### [Data for processing]

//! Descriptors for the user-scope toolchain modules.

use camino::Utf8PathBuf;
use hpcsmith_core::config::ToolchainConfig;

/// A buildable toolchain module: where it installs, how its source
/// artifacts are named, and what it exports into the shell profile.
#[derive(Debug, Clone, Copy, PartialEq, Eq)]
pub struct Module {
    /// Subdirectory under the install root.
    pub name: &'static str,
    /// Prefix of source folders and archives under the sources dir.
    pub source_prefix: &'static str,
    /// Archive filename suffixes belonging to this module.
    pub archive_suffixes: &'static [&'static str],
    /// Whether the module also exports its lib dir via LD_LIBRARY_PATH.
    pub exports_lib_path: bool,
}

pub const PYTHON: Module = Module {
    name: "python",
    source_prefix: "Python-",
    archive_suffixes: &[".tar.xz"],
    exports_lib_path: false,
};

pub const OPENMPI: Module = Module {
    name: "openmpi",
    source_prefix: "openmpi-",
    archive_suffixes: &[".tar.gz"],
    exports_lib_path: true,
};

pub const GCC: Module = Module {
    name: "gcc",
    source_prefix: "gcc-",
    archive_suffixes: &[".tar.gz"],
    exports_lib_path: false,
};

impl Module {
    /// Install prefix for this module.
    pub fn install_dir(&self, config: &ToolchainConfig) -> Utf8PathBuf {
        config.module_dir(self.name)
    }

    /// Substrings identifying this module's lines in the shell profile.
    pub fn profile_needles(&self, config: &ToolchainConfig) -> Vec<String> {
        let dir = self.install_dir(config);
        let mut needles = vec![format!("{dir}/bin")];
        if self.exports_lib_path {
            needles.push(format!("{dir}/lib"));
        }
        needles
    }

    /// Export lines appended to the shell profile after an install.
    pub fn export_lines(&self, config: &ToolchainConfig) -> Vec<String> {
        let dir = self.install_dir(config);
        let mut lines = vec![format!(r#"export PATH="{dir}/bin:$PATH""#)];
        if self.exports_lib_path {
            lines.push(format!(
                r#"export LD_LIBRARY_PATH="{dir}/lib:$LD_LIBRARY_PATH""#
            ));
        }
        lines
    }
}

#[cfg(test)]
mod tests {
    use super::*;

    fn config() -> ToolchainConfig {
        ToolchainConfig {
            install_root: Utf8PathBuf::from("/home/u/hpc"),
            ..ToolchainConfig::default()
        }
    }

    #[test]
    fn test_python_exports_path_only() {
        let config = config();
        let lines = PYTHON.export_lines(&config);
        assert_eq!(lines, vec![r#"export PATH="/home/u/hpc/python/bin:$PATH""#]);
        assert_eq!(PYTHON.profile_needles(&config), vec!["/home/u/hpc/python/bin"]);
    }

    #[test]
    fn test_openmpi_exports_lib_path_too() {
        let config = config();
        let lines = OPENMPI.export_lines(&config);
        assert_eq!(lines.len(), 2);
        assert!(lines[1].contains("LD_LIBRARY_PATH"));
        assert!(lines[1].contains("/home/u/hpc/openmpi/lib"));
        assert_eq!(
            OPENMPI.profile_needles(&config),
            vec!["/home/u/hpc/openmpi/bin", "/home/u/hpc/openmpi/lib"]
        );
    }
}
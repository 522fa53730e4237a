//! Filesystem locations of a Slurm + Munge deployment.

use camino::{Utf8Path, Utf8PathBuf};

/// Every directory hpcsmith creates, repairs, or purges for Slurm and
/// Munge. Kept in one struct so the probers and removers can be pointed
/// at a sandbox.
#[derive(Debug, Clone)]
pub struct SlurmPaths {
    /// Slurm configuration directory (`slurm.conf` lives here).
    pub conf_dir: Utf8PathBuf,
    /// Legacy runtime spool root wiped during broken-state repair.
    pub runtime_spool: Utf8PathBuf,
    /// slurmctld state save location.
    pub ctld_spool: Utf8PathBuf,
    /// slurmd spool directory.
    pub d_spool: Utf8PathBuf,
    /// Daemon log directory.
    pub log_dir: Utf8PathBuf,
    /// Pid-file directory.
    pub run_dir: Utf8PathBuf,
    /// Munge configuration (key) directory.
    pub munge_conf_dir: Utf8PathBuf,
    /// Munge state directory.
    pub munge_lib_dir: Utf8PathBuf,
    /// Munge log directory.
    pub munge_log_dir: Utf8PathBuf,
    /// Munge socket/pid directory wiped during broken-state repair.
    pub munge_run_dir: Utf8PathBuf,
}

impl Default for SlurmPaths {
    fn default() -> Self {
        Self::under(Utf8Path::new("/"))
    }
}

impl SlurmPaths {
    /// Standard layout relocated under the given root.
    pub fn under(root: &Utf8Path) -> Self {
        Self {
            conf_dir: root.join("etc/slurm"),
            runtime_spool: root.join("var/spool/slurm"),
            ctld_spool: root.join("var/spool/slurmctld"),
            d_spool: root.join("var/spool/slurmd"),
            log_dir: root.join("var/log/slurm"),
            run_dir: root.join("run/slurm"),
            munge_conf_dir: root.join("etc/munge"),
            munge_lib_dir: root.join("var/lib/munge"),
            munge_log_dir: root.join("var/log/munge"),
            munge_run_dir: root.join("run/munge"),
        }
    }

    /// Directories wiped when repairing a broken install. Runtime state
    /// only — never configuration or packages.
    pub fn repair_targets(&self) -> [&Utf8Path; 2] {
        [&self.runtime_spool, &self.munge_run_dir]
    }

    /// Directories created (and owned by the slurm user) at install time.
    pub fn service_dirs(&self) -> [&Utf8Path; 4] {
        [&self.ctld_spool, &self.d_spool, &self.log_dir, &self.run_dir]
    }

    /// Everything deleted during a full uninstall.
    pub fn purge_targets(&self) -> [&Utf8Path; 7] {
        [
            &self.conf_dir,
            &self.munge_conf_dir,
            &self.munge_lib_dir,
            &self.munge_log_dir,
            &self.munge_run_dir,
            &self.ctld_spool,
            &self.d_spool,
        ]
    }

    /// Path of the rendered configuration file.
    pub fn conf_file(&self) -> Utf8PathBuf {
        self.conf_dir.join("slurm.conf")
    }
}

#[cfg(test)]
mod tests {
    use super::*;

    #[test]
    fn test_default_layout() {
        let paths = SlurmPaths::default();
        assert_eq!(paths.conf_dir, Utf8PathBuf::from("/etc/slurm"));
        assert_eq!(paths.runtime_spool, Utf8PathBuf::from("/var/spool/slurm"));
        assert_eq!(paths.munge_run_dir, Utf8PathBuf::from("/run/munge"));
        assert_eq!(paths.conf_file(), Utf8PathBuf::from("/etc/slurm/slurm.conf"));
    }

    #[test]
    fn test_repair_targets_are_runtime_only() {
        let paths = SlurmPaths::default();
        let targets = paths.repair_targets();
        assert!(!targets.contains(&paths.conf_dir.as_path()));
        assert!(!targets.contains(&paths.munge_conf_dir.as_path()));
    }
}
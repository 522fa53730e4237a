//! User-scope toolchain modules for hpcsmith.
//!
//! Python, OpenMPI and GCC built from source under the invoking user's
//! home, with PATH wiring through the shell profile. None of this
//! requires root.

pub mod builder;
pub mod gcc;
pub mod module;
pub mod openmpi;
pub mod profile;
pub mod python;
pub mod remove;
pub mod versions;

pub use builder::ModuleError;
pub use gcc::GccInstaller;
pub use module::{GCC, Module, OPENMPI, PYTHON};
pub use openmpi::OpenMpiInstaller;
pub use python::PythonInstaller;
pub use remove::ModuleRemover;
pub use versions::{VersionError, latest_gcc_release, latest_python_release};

### [What you have to do]
With the string "state" as the key, filter the data above and show the lines that match.

### [Response to this task]
    /// Legacy runtime spool root wiped during broken-state repair.
    /// slurmctld state save location.
    /// Munge state directory.
    /// Munge socket/pid directory wiped during broken-state repair.
    /// Directories wiped when repairing a broken install. Runtime state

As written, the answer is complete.